## Requirement
Repeat all of the entries, please, keeping each line exact.

## Exercise material
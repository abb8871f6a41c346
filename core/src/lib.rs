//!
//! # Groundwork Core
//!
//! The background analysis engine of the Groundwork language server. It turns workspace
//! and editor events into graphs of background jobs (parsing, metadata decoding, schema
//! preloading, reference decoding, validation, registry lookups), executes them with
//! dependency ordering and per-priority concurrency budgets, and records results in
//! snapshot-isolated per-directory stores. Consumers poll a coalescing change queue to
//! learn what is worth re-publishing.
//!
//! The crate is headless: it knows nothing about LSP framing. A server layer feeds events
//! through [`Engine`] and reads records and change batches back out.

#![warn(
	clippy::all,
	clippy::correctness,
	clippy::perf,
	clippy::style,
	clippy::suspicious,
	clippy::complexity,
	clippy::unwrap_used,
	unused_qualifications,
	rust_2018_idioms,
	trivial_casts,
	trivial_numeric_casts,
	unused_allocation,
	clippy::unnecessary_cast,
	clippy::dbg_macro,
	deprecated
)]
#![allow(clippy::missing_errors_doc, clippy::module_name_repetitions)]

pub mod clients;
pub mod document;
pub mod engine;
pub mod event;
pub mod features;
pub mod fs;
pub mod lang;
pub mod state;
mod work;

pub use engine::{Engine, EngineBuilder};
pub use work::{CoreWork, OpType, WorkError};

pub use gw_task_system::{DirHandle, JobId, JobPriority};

## Answer section
repository abb8871f6a41c346
filename core/src/lib.rs
//!
//! # Groundwork Core
//!
//! The background analysis engine of the Groundwork language server. It turns workspace
//! and editor events into graphs of background jobs (parsing, metadata decoding, schema
//! preloading, reference decoding, validation, registry lookups), executes them with
//! dependency ordering and per-priority concurrency budgets, and records results in
//! snapshot-isolated per-directory stores. Consumers poll a coalescing change queue to
//! learn what is worth re-publishing.
//!
//! The crate is headless: it knows nothing about LSP framing. A server layer feeds events
//! through [`Engine`] and reads records and change batches back out.

#![warn(
	clippy::all,
	clippy::correctness,
	clippy::perf,
	clippy::style,
	clippy::suspicious,
	clippy::complexity,
	clippy::unwrap_used,
	unused_qualifications,
	rust_2018_idioms,
	trivial_casts,
	trivial_numeric_casts,
	unused_allocation,
	clippy::unnecessary_cast,
	clippy::dbg_macro,
	deprecated
)]
#![allow(clippy::missing_errors_doc, clippy::module_name_repetitions)]

pub mod clients;
pub mod document;
pub mod engine;
pub mod event;
pub mod features;
pub mod fs;
pub mod lang;
pub mod state;
mod work;

pub use engine::{Engine, EngineBuilder};
pub use work::{CoreWork, OpType, WorkError};

pub use gw_task_system::{DirHandle, JobId, JobPriority};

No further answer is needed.